200 obus nord-coréens lancés vers le sud, Séoul évacue ses civils
Séoul a ordonné l'évacuation des résidents des îles proches de la Corée du Nord ce vendredi 5 janvier 2024, suite au tir d'environ 200 obus d'artillerie par Pyongyang. Quelle sera la prochaine étape dans cette situation tendue ?
TL;DR
- Séoul évacue des îles proches de la Corée du Nord suite à des tirs d’artillerie.
- La Corée du Sud qualifie ces tirs d’acte de provocation.
- Les relations intercoréennes se détériorent malgré les tentatives de rapprochement.
Évacuation ordonnée par Séoul suite à une attaque nord-coréenne
Un incident grave s’est produit ce vendredi 5 janvier 2024. La Corée du Sud a pris la décision d’évacuer les habitants des îles de Yeonpyeong et de Baengnyeong, proches de la Corée du Nord. Cette mesure intervient après que Pyongyang a lancé environ 200 obus d’artillerie en direction de la mer Jaune, selon un responsable du ministère de la Défense sud-coréen.

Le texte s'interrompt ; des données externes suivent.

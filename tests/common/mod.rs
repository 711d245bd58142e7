//! Conformance suite shared by the backend integration tests.
//!
//! Every function takes an opened [`StoreContext`] and asserts behavior both
//! backends must agree on. Backend-specific expectations branch on
//! [`StoreContext::kind`].

#![allow(dead_code)]

use std::collections::HashSet;
use std::sync::Arc;

use serde::{Deserialize, Serialize};
use tempfile::TempDir;

use linkshortener::config::{DatabaseConfig, EmbeddedConfig, NetworkedConfig};
use linkshortener::errors::LinkShortenerError;
use linkshortener::storage::codec::group_key;
use linkshortener::storage::{
    BackendKind, Filter, FindOptions, IndexOrder, IndexSpec, Record, StoreContext, Table, Update,
};

pub const MONGO_HOSTS_ENV: &str = "LS_TEST_MONGO_HOSTS";

const GROUP: &str = "g";

#[derive(Debug, Clone, Default, PartialEq, Serialize, Deserialize)]
pub struct Item {
    #[serde(rename = "_id", default)]
    pub id: String,
    pub group: String,
    pub n: i64,
    pub tag: String,
    pub active: bool,
}

impl Record for Item {
    type Field = &'static str;
}

pub fn item(n: i64) -> Item {
    Item {
        id: String::new(),
        group: GROUP.to_string(),
        n,
        tag: if n % 3 == 0 { "fizz" } else { "plain" }.to_string(),
        active: n % 2 == 0,
    }
}

pub struct TestEnv {
    pub ctx: StoreContext,
    _dir: Option<TempDir>,
}

/// Embedded store in a fresh temporary directory.
pub async fn open_embedded() -> Option<TestEnv> {
    let dir = TempDir::new().expect("temp dir");
    let config = DatabaseConfig {
        backend: "embedded".to_string(),
        embedded: EmbeddedConfig {
            path: dir.path().join("db").to_string_lossy().into_owned(),
            in_memory: false,
            lock_timeout_ms: 5000,
        },
        ..DatabaseConfig::default()
    };
    let ctx = StoreContext::from_config(&config)
        .await
        .expect("open embedded store");
    Some(TestEnv {
        ctx,
        _dir: Some(dir),
    })
}

/// Networked store, only when a MongoDB is configured through the environment.
pub async fn open_networked() -> Option<TestEnv> {
    let hosts = std::env::var(MONGO_HOSTS_ENV).ok()?;
    let hosts: Vec<String> = hosts
        .split(',')
        .map(|h| h.trim().to_string())
        .filter(|h| !h.is_empty())
        .collect();
    if hosts.is_empty() {
        return None;
    }

    let config = DatabaseConfig {
        backend: "networked".to_string(),
        networked: NetworkedConfig {
            hosts,
            database: "linkshortener_test".to_string(),
            shutdown_grace_secs: 5,
            ..NetworkedConfig::default()
        },
        ..DatabaseConfig::default()
    };
    let ctx = StoreContext::from_config(&config)
        .await
        .expect("connect networked store");
    Some(TestEnv { ctx, _dir: None })
}

/// Table name unique per call, so networked runs never see earlier data.
pub fn unique_table(base: &str) -> String {
    let nanos = chrono::Utc::now()
        .timestamp_nanos_opt()
        .unwrap_or_default();
    format!("{}_{:x}", base, nanos)
}

fn items(ctx: &StoreContext, base: &str) -> Table<Item> {
    ctx.table(&unique_table(base)).expect("table")
}

fn group_scan() -> FindOptions {
    FindOptions::by_prefix(group_key(GROUP))
}

async fn seed(table: &Table<Item>, count: i64) -> Vec<String> {
    let mut ids = Vec::new();
    for n in 0..count {
        ids.push(table.insert_one(&item(n), GROUP, true).await.expect("insert"));
    }
    ids
}

// =============================================================================
// Cases
// =============================================================================

pub async fn direct_insert_round_trip(ctx: &StoreContext) {
    let table = items(ctx, "round_trip");
    for (key, n) in [("k1", 1), ("k2", 2), ("with-dash", 3)] {
        let mut record = item(n);
        record.id = key.to_string();

        let id = table.insert_one(&record, key, false).await.unwrap();
        assert_eq!(id, key);
        assert_eq!(table.find_by_id(key).await.unwrap(), record);
    }

    // `_id` left empty is filled in with the key
    let id = table.insert_one(&item(4), "k4", false).await.unwrap();
    assert_eq!(table.find_by_id(&id).await.unwrap().id, "k4");
}

pub async fn auto_key_insert(ctx: &StoreContext) {
    let table = items(ctx, "auto_key");
    for n in 0..5 {
        let record = item(n);
        let id = table.insert_one(&record, GROUP, true).await.unwrap();

        assert!(id.starts_with(&group_key(GROUP)), "{} lacks parent", id);
        for value in [&record.group, &record.tag, &record.n.to_string()] {
            assert_ne!(&id, value);
        }

        let found = table.find_by_id(&id).await.unwrap();
        assert_eq!(found.id, id);
        assert_eq!(found.n, n);
    }

    // 没有父键时 id 只由时间戳与计数器组成
    let id = table.insert_one(&item(9), "", true).await.unwrap();
    assert!(!id.starts_with(':'));
    table.find_by_id(&id).await.unwrap();
}

pub async fn insert_preconditions(ctx: &StoreContext) {
    let table = items(ctx, "preconditions");

    let mut with_id = item(1);
    with_id.id = "preset".to_string();
    let err = table.insert_one(&with_id, GROUP, true).await.unwrap_err();
    assert!(matches!(err, LinkShortenerError::Validation(_)), "{:?}", err);

    let err = table.insert_one(&item(1), "", false).await.unwrap_err();
    assert!(matches!(err, LinkShortenerError::Validation(_)), "{:?}", err);

    let err = table.insert_one(&with_id, "other", false).await.unwrap_err();
    assert!(matches!(err, LinkShortenerError::Validation(_)), "{:?}", err);

    assert!(ctx.table::<Item>("bad:name").is_err());
    assert!(ctx.table::<Item>("").is_err());
}

pub async fn missing_records(ctx: &StoreContext) {
    let table = items(ctx, "missing");
    seed(&table, 2).await;

    let err = table.find_by_id("nope").await.unwrap_err();
    assert!(err.is_not_found(), "{:?}", err);

    let err = table
        .find_one(&Filter::new().eq("tag", "absent"), &group_scan())
        .await
        .unwrap_err();
    assert!(err.is_not_found(), "{:?}", err);

    let err = table
        .update_by_id("nope", &Update::new().set("n", 1i64))
        .await
        .unwrap_err();
    assert!(err.is_not_found(), "{:?}", err);
}

pub async fn count_matches_unbounded_find(ctx: &StoreContext) {
    let table = items(ctx, "count");
    seed(&table, 12).await;

    let filters = [
        Filter::new(),
        Filter::new().eq("tag", "fizz"),
        Filter::new().eq("active", true),
        Filter::new().eq("tag", "fizz").eq("active", false),
        Filter::new().eq("tag", "absent"),
    ];
    for filter in &filters {
        let found = table.find(filter, &group_scan()).await.unwrap();
        let counted = table.count_documents(filter, &group_scan()).await.unwrap();
        assert_eq!(counted, found.len() as u64, "filter {:?}", filter);
    }

    // skip/limit do not change the count
    let counted = table
        .count_documents(&Filter::new(), &group_scan().skip(5).limit(2))
        .await
        .unwrap();
    assert_eq!(counted, 12);
}

pub async fn pagination_is_contiguous(ctx: &StoreContext) {
    let table = items(ctx, "pages");
    seed(&table, 10).await;

    for filter in [Filter::new(), Filter::new().eq("active", true)] {
        for skip in 0..12u64 {
            for limit in 1..5u64 {
                let page = table
                    .find(&filter, &group_scan().skip(skip).limit(limit))
                    .await
                    .unwrap();
                let prefix = table
                    .find(&filter, &group_scan().limit(skip + limit))
                    .await
                    .unwrap();
                let start = (skip as usize).min(prefix.len());
                assert_eq!(page, prefix[start..].to_vec(), "skip {} limit {}", skip, limit);
            }
        }
    }

    // limit 0 is unbounded
    let all = table.find(&Filter::new(), &group_scan()).await.unwrap();
    assert_eq!(all.len(), 10);
    let ns: Vec<i64> = all.iter().map(|i| i.n).collect();
    assert_eq!(ns, (0..10).collect::<Vec<_>>());
}

pub async fn update_semantics(ctx: &StoreContext) {
    let table = items(ctx, "update");
    let mut record = item(1);
    record.id = "u1".to_string();
    table.insert_one(&record, "u1", false).await.unwrap();

    let err = table
        .update_by_id("u1", &Update::new().set("n", 99i64).set("missing", 1i64))
        .await
        .unwrap_err();
    assert!(matches!(err, LinkShortenerError::Validation(_)), "{:?}", err);
    assert_eq!(table.find_by_id("u1").await.unwrap(), record);

    let err = table
        .update_by_id("u1", &Update::new().set("_id", "u2"))
        .await
        .unwrap_err();
    assert!(matches!(err, LinkShortenerError::Validation(_)), "{:?}", err);

    let err = table.update_by_id("u1", &Update::new()).await.unwrap_err();
    assert!(matches!(err, LinkShortenerError::Validation(_)), "{:?}", err);

    table
        .update_by_id("u1", &Update::new().set("tag", "changed").set("active", true))
        .await
        .unwrap();
    let updated = table.find_by_id("u1").await.unwrap();
    assert_eq!(
        updated,
        Item {
            tag: "changed".to_string(),
            active: true,
            ..record
        }
    );
}

pub async fn duplicate_direct_insert(ctx: &StoreContext) {
    let table = items(ctx, "links");
    let mut first = item(1);
    first.id = "A1".to_string();
    let mut second = item(2);
    second.id = "A1".to_string();

    table.insert_one(&first, "A1", false).await.unwrap();
    let result = table.insert_one(&second, "A1", false).await;

    match ctx.kind() {
        // 嵌入式后端不检查主键唯一，第二次写入覆盖第一次
        BackendKind::Embedded => {
            assert_eq!(result.unwrap(), "A1");
            assert_eq!(table.find_by_id("A1").await.unwrap(), second);
        }
        BackendKind::Networked => {
            let err = result.unwrap_err();
            assert!(matches!(err, LinkShortenerError::DuplicateKey(_)), "{:?}", err);
            assert!(err.is_transport());
            assert_eq!(table.find_by_id("A1").await.unwrap(), first);
        }
    }
}

pub async fn concurrent_auto_key_inserts(ctx: &StoreContext) {
    let table = items(ctx, "concurrent_insert");
    let handles: Vec<_> = (0..32)
        .map(|n| {
            let table = table.clone();
            tokio::spawn(async move { table.insert_one(&item(n), GROUP, true).await })
        })
        .collect();

    let mut ids = HashSet::new();
    for handle in handles {
        let id = handle.await.unwrap().unwrap();
        assert!(ids.insert(id));
    }
    let counted = table
        .count_documents(&Filter::new(), &group_scan())
        .await
        .unwrap();
    assert_eq!(counted, 32);
}

pub async fn concurrent_updates(ctx: &StoreContext) {
    let table = Arc::new(items(ctx, "concurrent_update"));
    let mut record = item(0);
    record.id = "c".to_string();
    table.insert_one(&record, "c", false).await.unwrap();

    let handles: Vec<_> = (1..=16i64)
        .map(|n| {
            let table = table.clone();
            tokio::spawn(async move { table.update_by_id("c", &Update::new().set("n", n)).await })
        })
        .collect();
    for handle in handles {
        handle.await.unwrap().unwrap();
    }

    let stored = table.find_by_id("c").await.unwrap();
    assert!((1..=16).contains(&stored.n));
    assert_eq!(stored.tag, record.tag);
}

pub async fn index_creation(ctx: &StoreContext) {
    let table = items(ctx, "index");
    let spec = IndexSpec::new()
        .key("group", IndexOrder::Asc)
        .key("n", IndexOrder::Desc)
        .name("group_n");
    table.create_one_index(&spec).await.unwrap();
    // 重复创建同一个索引不是错误
    table.create_one_index(&spec).await.unwrap();
}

Des mesures préventives face à l’agressivité de la Corée du Nord
Les autorités ont qualifié cette évacuation de « mesure préventive ». Les habitants des deux îles frontalières ont été priés de quitter leur domicile. Les responsables locaux ont confirmé la mise en place de cette évacuation. Un officiel de l’île de Baengnyeong a même évoqué l’organisation d’un exercice naval par l’armée sud-coréenne.
Une situation qui rappelle de douloureux souvenirs
Il est important de rappeler qu’en 2010, la Corée du Nord avait déjà lancé 170 obus d’artillerie sur l’île de Yeonpyeong. Cette attaque, la première contre des civils depuis la guerre de Corée (1950-1953), avait fait quatre morts, dont deux civils.
« Nous avertissons sérieusement que la Corée du Nord porte l’entière responsabilité de cette escalade de la crise et nous l’exhortons à cesser immédiatement ces actions. Notre armée suit et surveille de près la situation en étroite coordination avec les États-Unis. » a déclaré le Ministère sud-coréen de la Défense.
Un rapprochement intercoréen en péril
Malgré trois rencontres en 2018 entre Kim Jong Un et le président sud-coréen de l’époque, Moon Jae-in, le processus de rapprochement entre les deux Corées semble au point mort. La situation s’est même détériorée après le lancement d’un satellite espion par la Corée du Nord en 2023. En réponse, Séoul a suspendu partiellement un accord militaire de 2018 visant à désamorcer les tensions. En outre, la Corée du Nord a continué à tester des missiles balistiques, malgré les interdictions de l’ONU, et a même inscrit dans sa Constitution son statut de puissance nucléaire.